§ Problem to work on:
Within the data below, determine how many lines contain "WhereBuilder" and supply only that figure.

§ Source records:
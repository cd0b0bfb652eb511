//! Document metadata rows. File content lives in external storage keyed by
//! `storage_key`; this API only tracks the metadata.

use axum::extract::{Path, Query};
use axum::{Extension, Json};
use chrono::{DateTime, Utc};
use serde::{Deserialize, Serialize};
use serde_json::{json, Value};
use sqlx::FromRow;
use uuid::Uuid;

use crate::api::pagination::{page_params, pagination_meta};
use crate::database::manager::DatabaseManager;
use crate::database::sql::{fetch_all_as, fetch_count, fetch_optional_as, UpdateBuilder, WhereBuilder};
use crate::error::ApiError;
use crate::handlers::{assert_tenant_row, require_field};
use crate::middleware::auth::AuthUser;
use crate::middleware::response::{ApiResponse, ApiResult};

#[derive(Debug, Clone, Serialize, FromRow)]
pub struct Document {
    pub id: i64,
    pub company_id: i64,
    pub employee_id: Option<i64>,
    pub title: String,
    pub file_name: String,
    pub content_type: Option<String>,
    pub size_bytes: Option<i64>,
    pub storage_key: Uuid,
    pub created_at: DateTime<Utc>,
    pub updated_at: DateTime<Utc>,
}

const COLUMNS: &str = "id, company_id, employee_id, title, file_name, content_type, size_bytes, \
                       storage_key, created_at, updated_at";

#[derive(Debug, Deserialize)]
pub struct ListQuery {
    pub page: Option<i64>,
    pub per_page: Option<i64>,
    pub employee_id: Option<i64>,
    pub search: Option<String>,
}

#[derive(Debug, Deserialize)]
pub struct CreateDocument {
    pub title: String,
    pub file_name: String,
    pub content_type: Option<String>,
    pub size_bytes: Option<i64>,
    pub employee_id: Option<i64>,
}

#[derive(Debug, Deserialize)]
pub struct UpdateDocument {
    pub title: Option<String>,
    pub employee_id: Option<i64>,
}

/// GET /api/documents
pub async fn list(
    Extension(user): Extension<AuthUser>,
    Query(query): Query<ListQuery>,
) -> ApiResult<Vec<Document>> {
    let pool = DatabaseManager::pool().await?;
    let p = page_params(query.page, query.per_page);

    let mut wb = WhereBuilder::new();
    wb.and("company_id = $?", json!(user.company_id));
    wb.and_raw("is_deleted = FALSE");
    if let Some(employee_id) = query.employee_id {
        wb.and("employee_id = $?", json!(employee_id));
    }
    if let Some(search) = query.search.as_deref().filter(|s| !s.trim().is_empty()) {
        wb.and(
            "(title ILIKE $? OR file_name ILIKE $?)",
            json!(format!("%{}%", search.trim())),
        );
    }

    let count_sql = format!("SELECT COUNT(*) AS count FROM documents {}", wb.clause());
    let total = fetch_count(&pool, &count_sql, wb.params()).await?;

    let sql = format!(
        "SELECT {} FROM documents {} ORDER BY id DESC LIMIT {} OFFSET {}",
        COLUMNS,
        wb.clause(),
        p.limit(),
        p.offset()
    );
    let rows: Vec<Document> = fetch_all_as(&pool, &sql, wb.params()).await?;

    Ok(ApiResponse::paginated(rows, pagination_meta(&p, total)))
}

/// GET /api/documents/:id
pub async fn get(
    Extension(user): Extension<AuthUser>,
    Path(id): Path<i64>,
) -> ApiResult<Document> {
    let pool = DatabaseManager::pool().await?;
    let sql = format!(
        "SELECT {} FROM documents WHERE id = $1 AND company_id = $2 AND is_deleted = FALSE",
        COLUMNS
    );
    let document = sqlx::query_as::<_, Document>(&sql)
        .bind(id)
        .bind(user.company_id)
        .fetch_optional(&pool)
        .await?
        .ok_or_else(|| ApiError::not_found("Document not found"))?;
    Ok(ApiResponse::success(document))
}

/// POST /api/documents - register metadata; storage_key is generated here
pub async fn create(
    Extension(user): Extension<AuthUser>,
    Json(payload): Json<CreateDocument>,
) -> ApiResult<Document> {
    let title = require_field("title", &payload.title)?;
    let file_name = require_field("file_name", &payload.file_name)?;
    if let Some(size) = payload.size_bytes {
        if size < 0 {
            return Err(ApiError::field_error("size_bytes", "Must be non-negative"));
        }
    }

    let pool = DatabaseManager::pool().await?;
    if let Some(employee_id) = payload.employee_id {
        assert_tenant_row(&pool, "employees", employee_id, user.company_id, "employee_id").await?;
    }

    let storage_key = Uuid::new_v4();
    let sql = format!(
        r#"
        INSERT INTO documents (company_id, employee_id, title, file_name, content_type, size_bytes, storage_key)
        VALUES ($1, $2, $3, $4, $5, $6, $7)
        RETURNING {}
        "#,
        COLUMNS
    );
    let document = sqlx::query_as::<_, Document>(&sql)
        .bind(user.company_id)
        .bind(payload.employee_id)
        .bind(&title)
        .bind(&file_name)
        .bind(&payload.content_type)
        .bind(payload.size_bytes)
        .bind(storage_key)
        .fetch_one(&pool)
        .await?;

    Ok(ApiResponse::created(document))
}

/// PATCH /api/documents/:id
pub async fn update(
    Extension(user): Extension<AuthUser>,
    Path(id): Path<i64>,
    Json(payload): Json<UpdateDocument>,
) -> ApiResult<Document> {
    let pool = DatabaseManager::pool().await?;

    let mut ub = UpdateBuilder::new();
    if let Some(title) = payload.title {
        ub.set("title", json!(require_field("title", &title)?));
    }
    if let Some(employee_id) = payload.employee_id {
        assert_tenant_row(&pool, "employees", employee_id, user.company_id, "employee_id").await?;
        ub.set("employee_id", json!(employee_id));
    }
    if ub.is_empty() {
        return Err(ApiError::bad_request("No fields to update"));
    }

    let id_ph = ub.param(json!(id));
    let company_ph = ub.param(json!(user.company_id));
    let sql = format!(
        "UPDATE documents SET {} WHERE id = {} AND company_id = {} AND is_deleted = FALSE RETURNING {}",
        ub.set_clause(),
        id_ph,
        company_ph,
        COLUMNS
    );
    let document: Document = fetch_optional_as(&pool, &sql, ub.params())
        .await?
        .ok_or_else(|| ApiError::not_found("Document not found"))?;
    Ok(ApiResponse::success(document))
}

/// DELETE /api/documents/:id - soft delete
pub async fn delete(
    Extension(user): Extension<AuthUser>,
    Path(id): Path<i64>,
) -> ApiResult<Value> {
    let pool = DatabaseManager::pool().await?;
    let result = sqlx::query(
        "UPDATE documents SET is_deleted = TRUE WHERE id = $1 AND company_id = $2 AND is_deleted = FALSE",
    )
    .bind(id)
    .bind(user.company_id)
    .execute(&pool)
    .await?;

    if result.rows_affected() == 0 {
        return Err(ApiError::not_found("Document not found"));
    }
    Ok(ApiResponse::message("Document deleted"))
}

§ Task solution:
2